- What needs to be done
What is the number of lines in the entries that include the word "loop"? Respond with the number only.

(Stored data entries)
*** Block opens ***
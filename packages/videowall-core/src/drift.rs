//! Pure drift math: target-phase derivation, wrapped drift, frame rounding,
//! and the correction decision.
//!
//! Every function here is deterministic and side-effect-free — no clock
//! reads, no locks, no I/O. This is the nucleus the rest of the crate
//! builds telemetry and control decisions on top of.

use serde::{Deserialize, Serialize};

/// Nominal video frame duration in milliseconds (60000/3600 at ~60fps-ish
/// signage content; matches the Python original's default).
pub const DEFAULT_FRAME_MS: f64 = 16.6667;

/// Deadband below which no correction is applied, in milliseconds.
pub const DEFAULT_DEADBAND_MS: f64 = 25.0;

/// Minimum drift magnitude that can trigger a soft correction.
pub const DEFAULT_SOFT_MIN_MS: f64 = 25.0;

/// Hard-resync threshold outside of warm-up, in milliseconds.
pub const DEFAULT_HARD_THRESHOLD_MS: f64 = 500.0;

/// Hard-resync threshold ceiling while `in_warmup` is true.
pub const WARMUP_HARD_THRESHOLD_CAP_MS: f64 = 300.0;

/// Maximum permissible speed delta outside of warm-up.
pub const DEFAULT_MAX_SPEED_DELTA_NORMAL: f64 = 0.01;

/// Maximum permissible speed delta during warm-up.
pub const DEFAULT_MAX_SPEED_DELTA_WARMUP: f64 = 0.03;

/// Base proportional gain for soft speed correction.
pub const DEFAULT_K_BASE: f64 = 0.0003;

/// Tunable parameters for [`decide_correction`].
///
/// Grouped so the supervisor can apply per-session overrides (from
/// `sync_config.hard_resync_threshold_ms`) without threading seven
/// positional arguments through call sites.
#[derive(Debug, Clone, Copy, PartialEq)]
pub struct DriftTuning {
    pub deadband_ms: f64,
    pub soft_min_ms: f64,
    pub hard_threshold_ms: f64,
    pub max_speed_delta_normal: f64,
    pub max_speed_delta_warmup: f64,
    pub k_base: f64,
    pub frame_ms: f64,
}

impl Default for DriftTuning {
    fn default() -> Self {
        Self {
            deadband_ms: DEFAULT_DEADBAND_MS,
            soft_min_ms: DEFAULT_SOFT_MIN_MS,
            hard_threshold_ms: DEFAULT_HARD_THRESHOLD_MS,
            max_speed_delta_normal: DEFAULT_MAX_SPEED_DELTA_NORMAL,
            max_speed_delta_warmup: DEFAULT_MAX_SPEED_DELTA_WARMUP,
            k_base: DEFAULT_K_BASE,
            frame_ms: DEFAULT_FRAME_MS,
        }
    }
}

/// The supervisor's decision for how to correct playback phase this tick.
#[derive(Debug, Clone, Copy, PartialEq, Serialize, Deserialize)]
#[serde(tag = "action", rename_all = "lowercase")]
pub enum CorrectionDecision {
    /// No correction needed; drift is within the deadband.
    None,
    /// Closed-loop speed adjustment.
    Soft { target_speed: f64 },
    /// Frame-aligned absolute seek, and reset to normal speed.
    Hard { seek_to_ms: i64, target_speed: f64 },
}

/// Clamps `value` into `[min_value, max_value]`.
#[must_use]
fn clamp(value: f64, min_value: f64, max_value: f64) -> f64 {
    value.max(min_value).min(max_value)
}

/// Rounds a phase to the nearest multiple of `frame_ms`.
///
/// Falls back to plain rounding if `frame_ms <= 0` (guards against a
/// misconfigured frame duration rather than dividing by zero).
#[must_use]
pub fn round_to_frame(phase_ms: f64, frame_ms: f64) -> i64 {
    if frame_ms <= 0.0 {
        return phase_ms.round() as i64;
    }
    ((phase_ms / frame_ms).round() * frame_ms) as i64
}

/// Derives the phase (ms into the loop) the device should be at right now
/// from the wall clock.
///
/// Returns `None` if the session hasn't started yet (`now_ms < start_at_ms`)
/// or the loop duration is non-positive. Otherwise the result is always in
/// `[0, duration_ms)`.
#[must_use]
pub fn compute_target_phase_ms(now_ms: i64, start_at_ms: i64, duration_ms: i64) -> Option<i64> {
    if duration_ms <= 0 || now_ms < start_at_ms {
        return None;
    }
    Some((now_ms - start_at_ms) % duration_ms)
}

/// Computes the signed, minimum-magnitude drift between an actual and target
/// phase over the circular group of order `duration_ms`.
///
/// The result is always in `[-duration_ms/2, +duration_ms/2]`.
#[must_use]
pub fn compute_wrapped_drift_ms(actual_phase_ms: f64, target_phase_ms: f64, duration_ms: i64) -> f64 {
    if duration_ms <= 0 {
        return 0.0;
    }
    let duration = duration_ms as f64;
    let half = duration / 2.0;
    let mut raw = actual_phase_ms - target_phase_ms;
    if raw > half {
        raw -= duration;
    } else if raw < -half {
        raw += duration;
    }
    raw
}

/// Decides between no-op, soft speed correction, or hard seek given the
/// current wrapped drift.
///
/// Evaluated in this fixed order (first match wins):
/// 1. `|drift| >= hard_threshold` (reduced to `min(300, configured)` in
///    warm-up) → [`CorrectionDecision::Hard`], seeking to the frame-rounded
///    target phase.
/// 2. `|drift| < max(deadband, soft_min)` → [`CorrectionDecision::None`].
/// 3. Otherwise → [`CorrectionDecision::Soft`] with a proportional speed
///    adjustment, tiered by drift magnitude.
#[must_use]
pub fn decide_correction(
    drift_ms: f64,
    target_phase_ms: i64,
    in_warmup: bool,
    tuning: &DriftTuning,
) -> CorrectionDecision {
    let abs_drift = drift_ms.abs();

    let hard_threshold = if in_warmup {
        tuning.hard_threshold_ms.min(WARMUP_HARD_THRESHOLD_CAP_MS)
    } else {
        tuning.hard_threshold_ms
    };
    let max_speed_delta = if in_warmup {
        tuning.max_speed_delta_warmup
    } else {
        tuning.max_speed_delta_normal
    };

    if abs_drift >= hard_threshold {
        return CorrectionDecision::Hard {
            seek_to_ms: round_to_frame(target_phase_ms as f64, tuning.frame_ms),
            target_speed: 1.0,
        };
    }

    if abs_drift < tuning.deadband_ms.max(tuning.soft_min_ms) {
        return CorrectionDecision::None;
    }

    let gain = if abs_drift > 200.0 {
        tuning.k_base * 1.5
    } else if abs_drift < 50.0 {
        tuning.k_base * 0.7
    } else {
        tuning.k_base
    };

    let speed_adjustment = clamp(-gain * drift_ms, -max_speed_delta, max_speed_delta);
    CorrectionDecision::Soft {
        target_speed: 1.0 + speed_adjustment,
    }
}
*** Block closes ***
- Answer space
3